WORK REQUIRED
What is needed is an exact copy of the data that follows.

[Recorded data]
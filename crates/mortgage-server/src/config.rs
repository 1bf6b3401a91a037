//! Server configuration

use anyhow::{Context, Result};
use serde::Deserialize;
use std::net::SocketAddr;

/// Server configuration
#[derive(Debug, Clone, Deserialize)]
pub struct ServerConfig {
    /// Listen address
    #[serde(default = "default_addr")]
    pub addr: String,

    /// Prefix for amounts on the HTML page
    #[serde(default = "default_currency_symbol")]
    pub currency_symbol: String,

    /// Prefix for amounts in PDF documents, which use single-byte fonts
    #[serde(default = "default_pdf_currency_prefix")]
    pub pdf_currency_prefix: String,

    /// Log filter used when `RUST_LOG` is unset
    #[serde(default = "default_log_filter")]
    pub log_filter: String,
}

fn default_addr() -> String {
    "0.0.0.0:8080".to_string()
}

fn default_currency_symbol() -> String {
    "£".to_string()
}

fn default_pdf_currency_prefix() -> String {
    "GBP ".to_string()
}

fn default_log_filter() -> String {
    "info".to_string()
}

impl ServerConfig {
    /// Load configuration from environment variables
    pub fn from_env() -> Result<Self> {
        Self::from_lookup(|key| std::env::var(key).ok())
    }

    /// Load configuration through `lookup`, falling back to defaults for
    /// unset or blank keys.
    pub fn from_lookup(lookup: impl Fn(&str) -> Option<String>) -> Result<Self> {
        let get = |key: &str, default: fn() -> String| {
            lookup(key)
                .filter(|v| !v.trim().is_empty())
                .unwrap_or_else(default)
        };

        let config = Self {
            addr: get("MORTGAGE_ADDR", default_addr),
            currency_symbol: get("MORTGAGE_CURRENCY_SYMBOL", default_currency_symbol),
            pdf_currency_prefix: get("MORTGAGE_PDF_CURRENCY_PREFIX", default_pdf_currency_prefix),
            log_filter: get("MORTGAGE_LOG", default_log_filter),
        };
        config.socket_addr()?;
        Ok(config)
    }

    /// Parsed listen address
    pub fn socket_addr(&self) -> Result<SocketAddr> {
        self.addr
            .parse()
            .with_context(|| format!("invalid MORTGAGE_ADDR '{}'", self.addr))
    }
}

impl Default for ServerConfig {
    fn default() -> Self {
        Self {
            addr: default_addr(),
            currency_symbol: default_currency_symbol(),
            pdf_currency_prefix: default_pdf_currency_prefix(),
            log_filter: default_log_filter(),
        }
    }
}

FINAL ANSWER
filename crates/mortgage-server/src/config.rs
repository 1bf6b3401a91a037
//! Server configuration

use anyhow::{Context, Result};
use serde::Deserialize;
use std::net::SocketAddr;

/// Server configuration
#[derive(Debug, Clone, Deserialize)]
pub struct ServerConfig {
    /// Listen address
    #[serde(default = "default_addr")]
    pub addr: String,

    /// Prefix for amounts on the HTML page
    #[serde(default = "default_currency_symbol")]
    pub currency_symbol: String,

    /// Prefix for amounts in PDF documents, which use single-byte fonts
    #[serde(default = "default_pdf_currency_prefix")]
    pub pdf_currency_prefix: String,

    /// Log filter used when `RUST_LOG` is unset
    #[serde(default = "default_log_filter")]
    pub log_filter: String,
}

fn default_addr() -> String {
    "0.0.0.0:8080".to_string()
}

fn default_currency_symbol() -> String {
    "£".to_string()
}

fn default_pdf_currency_prefix() -> String {
    "GBP ".to_string()
}

fn default_log_filter() -> String {
    "info".to_string()
}

impl ServerConfig {
    /// Load configuration from environment variables
    pub fn from_env() -> Result<Self> {
        Self::from_lookup(|key| std::env::var(key).ok())
    }

    /// Load configuration through `lookup`, falling back to defaults for
    /// unset or blank keys.
    pub fn from_lookup(lookup: impl Fn(&str) -> Option<String>) -> Result<Self> {
        let get = |key: &str, default: fn() -> String| {
            lookup(key)
                .filter(|v| !v.trim().is_empty())
                .unwrap_or_else(default)
        };

        let config = Self {
            addr: get("MORTGAGE_ADDR", default_addr),
            currency_symbol: get("MORTGAGE_CURRENCY_SYMBOL", default_currency_symbol),
            pdf_currency_prefix: get("MORTGAGE_PDF_CURRENCY_PREFIX", default_pdf_currency_prefix),
            log_filter: get("MORTGAGE_LOG", default_log_filter),
        };
        config.socket_addr()?;
        Ok(config)
    }

    /// Parsed listen address
    pub fn socket_addr(&self) -> Result<SocketAddr> {
        self.addr
            .parse()
            .with_context(|| format!("invalid MORTGAGE_ADDR '{}'", self.addr))
    }
}

impl Default for ServerConfig {
    fn default() -> Self {
        Self {
            addr: default_addr(),
            currency_symbol: default_currency_symbol(),
            pdf_currency_prefix: default_pdf_currency_prefix(),
            log_filter: default_log_filter(),
        }
    }
}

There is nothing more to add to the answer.